ABOUT THIS EXERCISE —
Would you please copy each line below that includes the string "verbose"?

RECORDS SUPPLIED —

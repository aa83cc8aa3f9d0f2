use anyhow::{Context, Result};
use serde::{Deserialize, Serialize};
use std::fs;
use std::path::Path;
use tracing::debug;

use crate::freshness::Measurement;

/// A file of measurements to evaluate together.
///
/// Example YAML:
/// ```yaml
/// measurements:
///   - { name: egg-1, weight: 55.0, float_score: 0, candle_score: 0 }
///   - { name: egg-2, weight: 48.7, float_score: 1, candle_score: 2 }
/// ```
#[derive(Debug, Clone, PartialEq, Deserialize, Serialize)]
#[serde(deny_unknown_fields)]
pub struct BatchFile {
    #[serde(default)]
    pub measurements: Vec<Measurement>,
}

/// Parse a batch from YAML text.
pub fn parse_batch(content: &str) -> Result<BatchFile> {
    serde_saphyr::from_str(content).context("Failed to parse measurements: invalid YAML")
}

/// Load a batch of measurements from a YAML file.
pub fn load_batch(path: &Path) -> Result<BatchFile> {
    let content = fs::read_to_string(path)
        .with_context(|| format!("Failed to read measurements file at {}", path.display()))?;

    let batch: BatchFile = serde_saphyr::from_str(&content)
        .with_context(|| format!("Failed to parse measurements: invalid YAML in {}", path.display()))?;

    debug!(
        path = %path.display(),
        count = batch.measurements.len(),
        "loaded measurements"
    );
    Ok(batch)
}

#[cfg(test)]
mod tests {
    use super::*;
    use std::io::Write;
    use tempfile::NamedTempFile;

    #[test]
    fn test_parse_batch() {
        let yaml = r#"
measurements:
  - name: egg-1
    weight: 55.0
    float_score: 0
    candle_score: 0
  - weight: 40
    float_score: 2
    candle_score: 2
"#;
        let batch = parse_batch(yaml).unwrap();
        assert_eq!(batch.measurements.len(), 2);
        assert_eq!(batch.measurements[0].name.as_deref(), Some("egg-1"));
        assert_eq!(batch.measurements[1].weight, 40.0);
        assert!(batch.measurements[1].name.is_none());
    }

    #[test]
    fn test_parse_keeps_out_of_range_scores() {
        // Range checks belong to the evaluator, not the parser
        let yaml = r#"
measurements:
  - { weight: 55.0, float_score: 3, candle_score: 1.5 }
"#;
        let batch = parse_batch(yaml).unwrap();
        assert_eq!(batch.measurements[0].float_score, 3.0);
        assert_eq!(batch.measurements[0].candle_score, 1.5);
    }

    #[test]
    fn test_parse_missing_field() {
        let yaml = r#"
measurements:
  - { weight: 55.0, float_score: 0 }
"#;
        assert!(parse_batch(yaml).is_err());
    }

    #[test]
    fn test_parse_empty_batch() {
        let batch = parse_batch("{}").unwrap();
        assert!(batch.measurements.is_empty());
    }

    #[test]
    fn test_load_batch_from_file() {
        let mut file = NamedTempFile::new().unwrap();
        writeln!(file, "measurements:").unwrap();
        writeln!(file, "  - {{ name: a, weight: 60.1, float_score: 1, candle_score: 0 }}").unwrap();
        let batch = load_batch(file.path()).unwrap();
        assert_eq!(batch.measurements.len(), 1);
        assert_eq!(batch.measurements[0].float_score, 1.0);
    }

    #[test]
    fn test_load_batch_missing_file() {
        let dir = tempfile::tempdir().unwrap();
        let err = load_batch(&dir.path().join("absent.yaml")).unwrap_err();
        assert!(err.to_string().contains("Failed to read measurements file"));
    }
}
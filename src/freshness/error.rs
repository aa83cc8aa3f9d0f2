//! The single failure the evaluator can report.

use std::fmt;

use thiserror::Error;

/// Which of the two observational tests a score came from.
#[derive(Debug, Clone, Copy, PartialEq, Eq)]
pub enum TestKind {
    Float,
    Candling,
}

impl TestKind {
    /// Field name used in batch files and validation messages.
    pub fn field(&self) -> &'static str {
        match self {
            TestKind::Float => "float_score",
            TestKind::Candling => "candle_score",
        }
    }
}

impl fmt::Display for TestKind {
    fn fmt(&self, f: &mut fmt::Formatter<'_>) -> fmt::Result {
        match self {
            TestKind::Float => write!(f, "floating score"),
            TestKind::Candling => write!(f, "candling score"),
        }
    }
}

#[derive(Error, Debug, Clone, PartialEq)]
pub enum DomainError {
    /// A float or candling score outside {0, 1, 2}. The message is fixed
    /// regardless of which score failed.
    #[error("Floating and Candling Scores must be 0, 1, or 2.")]
    InvalidScore { test: TestKind, value: f64 },
}

#[cfg(test)]
mod tests {
    use super::*;

    #[test]
    fn test_message_is_fixed() {
        let float = DomainError::InvalidScore {
            test: TestKind::Float,
            value: 3.0,
        };
        let candle = DomainError::InvalidScore {
            test: TestKind::Candling,
            value: -1.0,
        };
        assert_eq!(
            float.to_string(),
            "Floating and Candling Scores must be 0, 1, or 2."
        );
        assert_eq!(float.to_string(), candle.to_string());
    }

    #[test]
    fn test_field_names() {
        assert_eq!(TestKind::Float.field(), "float_score");
        assert_eq!(TestKind::Candling.field(), "candle_score");
    }
}
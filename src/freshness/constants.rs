/// Weight penalty per point of floating score.
pub const CONSTANT_F: f64 = 12.03;

/// Weight penalty per point of candling score.
pub const CONSTANT_C: f64 = 8.42;

/// Lowest index (inclusive) graded AA.
pub const THRESHOLD_AA: f64 = 51.82;

/// Lowest index (inclusive) graded A.
pub const THRESHOLD_A: f64 = 30.019;

/// Human-readable form of the index formula.
pub fn formula() -> String {
    format!("FI = W - {}F - {}C", CONSTANT_F, CONSTANT_C)
}

#[cfg(test)]
mod tests {
    use super::*;

    #[test]
    fn test_formula_text() {
        assert_eq!(formula(), "FI = W - 12.03F - 8.42C");
    }

    #[test]
    fn test_thresholds_descend() {
        assert!(THRESHOLD_AA > THRESHOLD_A);
    }
}
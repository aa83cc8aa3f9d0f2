use anyhow::{Context, Result};
use std::io::{BufRead, Write};

use crate::freshness::{formula, Measurement};

const DEFAULT_WEIGHT: &str = "55.0";
const DEFAULT_SCORE: &str = "0";
const MIN_WEIGHT: f64 = 1.0;

/// Print a message and return the trimmed line the user typed.
fn prompt<R: BufRead, W: Write>(input: &mut R, out: &mut W, message: &str) -> Result<String> {
    write!(out, "{}", message).context("Failed to write prompt")?;
    out.flush().context("Failed to flush stdout")?;
    let mut line = String::new();
    let read = input.read_line(&mut line).context("Failed to read input")?;
    if read == 0 {
        anyhow::bail!("Input closed before all values were entered");
    }
    Ok(line.trim().to_string())
}

/// Prompt with a default value. Returns default if input is empty.
fn prompt_with_default<R: BufRead, W: Write>(
    input: &mut R,
    out: &mut W,
    message: &str,
    default: &str,
) -> Result<String> {
    let answer = prompt(input, out, &format!("{} [{}]: ", message, default))?;
    if answer.is_empty() {
        Ok(default.to_string())
    } else {
        Ok(answer)
    }
}

/// Weight in grams, at least 1.0.
pub fn parse_weight(s: &str) -> Result<f64, String> {
    match s.parse::<f64>() {
        Ok(v) if v.is_finite() && v >= MIN_WEIGHT => Ok(v),
        Ok(_) => Err(format!("must be at least {}", MIN_WEIGHT)),
        Err(_) => Err("must be a number of grams".to_string()),
    }
}

/// Whole-number test score between 0 and 2.
pub fn parse_score(s: &str) -> Result<f64, String> {
    match s.parse::<i64>() {
        Ok(v) if (0..=2).contains(&v) => Ok(v as f64),
        _ => Err("must be 0, 1, or 2".to_string()),
    }
}

/// Ask for one value until `parse` accepts it.
fn ask<R, W, F>(input: &mut R, out: &mut W, message: &str, default: &str, parse: F) -> Result<f64>
where
    R: BufRead,
    W: Write,
    F: Fn(&str) -> Result<f64, String>,
{
    loop {
        let answer = prompt_with_default(input, out, message, default)?;
        match parse(&answer) {
            Ok(v) => return Ok(v),
            Err(e) => writeln!(out, "  Invalid: {}. Try again.", e).context("Failed to write prompt")?,
        }
    }
}

/// Interactively collect one measurement.
pub fn prompt_measurement<R: BufRead, W: Write>(input: &mut R, out: &mut W) -> Result<Measurement> {
    writeln!(out, "Egg Freshness Index ({})", formula()).context("Failed to write prompt")?;
    writeln!(out).context("Failed to write prompt")?;

    writeln!(out, "Weight (W): total mass of the egg in grams.").context("Failed to write prompt")?;
    let weight = ask(input, out, "Weight (W)", DEFAULT_WEIGHT, parse_weight)?;

    writeln!(out, "Floating score (F): 0 lies flat, 1 stands upright, 2 floats.")
        .context("Failed to write prompt")?;
    let float_score = ask(input, out, "Floating score (F)", DEFAULT_SCORE, parse_score)?;

    writeln!(
        out,
        "Candling score (C): 0 small air cell, 1 medium, 2 large air cell with mobile yolk."
    )
    .context("Failed to write prompt")?;
    let candle_score = ask(input, out, "Candling score (C)", DEFAULT_SCORE, parse_score)?;

    Ok(Measurement::new(weight, float_score, candle_score))
}
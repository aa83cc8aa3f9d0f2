pub mod batch;
pub mod prompt;

pub use batch::{load_batch, parse_batch, BatchFile};
pub use prompt::prompt_measurement;
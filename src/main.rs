use clap::{Parser, Subcommand};
use std::path::{Path, PathBuf};
use tracing::{debug, warn};
use tracing_subscriber::{layer::SubscriberExt, util::SubscriberInitExt, EnvFilter};

use chick_it::cli::{
    exit_code, resolve_output, EXIT_CONFIG, EXIT_DOMAIN, EXIT_INPUT, EXIT_OUTPUT, EXIT_SUCCESS,
};
use chick_it::config::{self, ColorMode, OutputFormat};
use chick_it::freshness::{self, Measurement};
use chick_it::input;
use chick_it::output::{self, EvaluatedEgg};

#[derive(Subcommand, Debug)]
enum Commands {
    /// Write a starter config file
    Init {
        /// Overwrite an existing config file
        #[arg(long)]
        force: bool,
    },
    #[command(flatten)]
    Run(RunCommand),
}

/// Commands that read the config file before running.
#[derive(Subcommand, Debug)]
enum RunCommand {
    /// Evaluate a single egg
    #[command(allow_negative_numbers = true)]
    Eval {
        /// Weight (W) in grams
        weight: f64,
        /// Floating score (F): 0, 1, or 2
        float_score: f64,
        /// Candling score (C): 0, 1, or 2
        candle_score: f64,
    },
    /// Evaluate every measurement in a YAML file
    Batch {
        /// Path to the measurements file
        file: PathBuf,
        /// Validate all measurements first and evaluate none if any is invalid
        #[arg(long)]
        strict: bool,
    },
    /// Enter a measurement interactively
    Prompt,
    /// Show the formula and grade thresholds
    Formula,
}

#[derive(Parser, Debug)]
#[command(name = "chick-it")]
#[command(about = "Egg Freshness Index (FI) calculator", long_about = None)]
#[command(version)]
struct Cli {
    /// Enable verbose logging
    #[arg(short, long, global = true)]
    verbose: bool,

    /// Path to config file (defaults to ~/.config/chick-it/config.yaml)
    #[arg(short, long, global = true)]
    config: Option<String>,

    /// Output format (overrides config)
    #[arg(long, global = true, value_enum)]
    format: Option<OutputFormat>,

    /// When to use colors (overrides config)
    #[arg(long, global = true, value_enum)]
    color: Option<ColorMode>,

    #[command(subcommand)]
    command: Commands,
}

fn init_tracing(verbose: bool) {
    let default_level = if verbose { "debug" } else { "warn" };
    tracing_subscriber::registry()
        .with(EnvFilter::try_from_default_env().unwrap_or_else(|_| default_level.into()))
        .with(tracing_subscriber::fmt::layer().with_writer(std::io::stderr))
        .init();
}

fn main() {
    let cli = Cli::parse();
    init_tracing(cli.verbose);

    let config_path = cli.config.map(PathBuf::from);

    let code = match cli.command {
        // init writes the config, so it must not require one to exist
        Commands::Init { force } => run_init(config_path, force),
        Commands::Run(command) => {
            let config = match config::load_config(config_path) {
                Ok(c) => c,
                Err(e) => {
                    eprintln!("Config error: {:#}", e);
                    std::process::exit(EXIT_CONFIG);
                }
            };

            let (format, color) = resolve_output(cli.format, cli.color, &config);
            let use_colors = output::should_use_colors(color);
            debug!(?format, use_colors, "resolved output settings");

            run_command(command, format, use_colors)
        }
    };

    std::process::exit(code);
}

fn run_init(config_path: Option<PathBuf>, force: bool) -> i32 {
    let path = match config_path {
        Some(p) => p,
        None => match config::get_config_path() {
            Ok(p) => p,
            Err(e) => {
                eprintln!("Config error: {:#}", e);
                return EXIT_CONFIG;
            }
        },
    };

    match config::write_default_config(&path, force) {
        Ok(()) => {
            println!("Config written to {}", path.display());
            EXIT_SUCCESS
        }
        Err(e) => {
            eprintln!("Config error: {:#}", e);
            EXIT_CONFIG
        }
    }
}

fn run_command(command: RunCommand, format: OutputFormat, use_colors: bool) -> i32 {
    match command {
        RunCommand::Eval {
            weight,
            float_score,
            candle_score,
        } => {
            let measurement = Measurement::new(weight, float_score, candle_score);
            run_single(&measurement, format, use_colors)
        }
        RunCommand::Batch { file, strict } => run_batch(&file, strict, format, use_colors),
        RunCommand::Prompt => {
            let stdin = std::io::stdin();
            let mut stdout = std::io::stdout();
            match input::prompt_measurement(&mut stdin.lock(), &mut stdout) {
                Ok(measurement) => {
                    println!();
                    run_single(&measurement, format, use_colors)
                }
                Err(e) => {
                    eprintln!("Input error: {:#}", e);
                    EXIT_INPUT
                }
            }
        }
        RunCommand::Formula => {
            println!("{}", output::format_thresholds(use_colors));
            EXIT_SUCCESS
        }
    }
}

fn run_single(measurement: &Measurement, format: OutputFormat, use_colors: bool) -> i32 {
    if !measurement.weight.is_finite() || measurement.weight <= 0.0 {
        warn!(weight = measurement.weight, "weight should be a positive number of grams");
    }

    let eggs = vec![EvaluatedEgg::evaluate(measurement)];

    if format == OutputFormat::Table {
        return match &eggs[0].outcome {
            Ok(result) => {
                println!("{}", output::format_result_detail(measurement, result, use_colors));
                EXIT_SUCCESS
            }
            Err(e) => {
                eprintln!("{}", output::format_error(e, use_colors));
                EXIT_DOMAIN
            }
        };
    }

    print_rows(&eggs, format, use_colors)
}

fn run_batch(file: &Path, strict: bool, format: OutputFormat, use_colors: bool) -> i32 {
    let batch = match input::load_batch(file) {
        Ok(b) => b,
        Err(e) => {
            eprintln!("Input error: {:#}", e);
            return EXIT_INPUT;
        }
    };

    if strict {
        if let Err(errors) = freshness::validate_measurements(&batch.measurements) {
            eprintln!("Measurement errors:");
            for error in errors {
                eprintln!("  - {}", error);
            }
            return EXIT_DOMAIN;
        }
    }

    let eggs: Vec<EvaluatedEgg> = batch.measurements.iter().map(EvaluatedEgg::evaluate).collect();
    print_rows(&eggs, format, use_colors)
}

/// Print rows in the chosen format. Exits non-zero if any row failed.
fn print_rows(eggs: &[EvaluatedEgg], format: OutputFormat, use_colors: bool) -> i32 {
    let rendered = match format {
        OutputFormat::Table => output::format_scored_table(eggs, use_colors),
        OutputFormat::Tsv => output::format_tsv(eggs),
        OutputFormat::Json => match output::format_json(eggs) {
            Ok(s) => s,
            Err(e) => {
                eprintln!("Output error: {:#}", e);
                return EXIT_OUTPUT;
            }
        },
    };
    if !rendered.is_empty() {
        println!("{}", rendered);
    }

    let code = exit_code(eggs);
    if code != EXIT_SUCCESS {
        let failed = eggs.iter().filter(|egg| egg.outcome.is_err()).count();
        debug!(failed, total = eggs.len(), "some measurements were invalid");
    }
    code
}
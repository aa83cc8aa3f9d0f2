pub mod formatter;

pub use formatter::{
    format_error, format_json, format_result_detail, format_scored_table, format_thresholds,
    format_tsv, should_use_colors, EvaluatedEgg,
};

ANSWER TO THE EXERCISE —
    /// Enable verbose logging
    verbose: bool,
fn init_tracing(verbose: bool) {
    let default_level = if verbose { "debug" } else { "warn" };
    init_tracing(cli.verbose);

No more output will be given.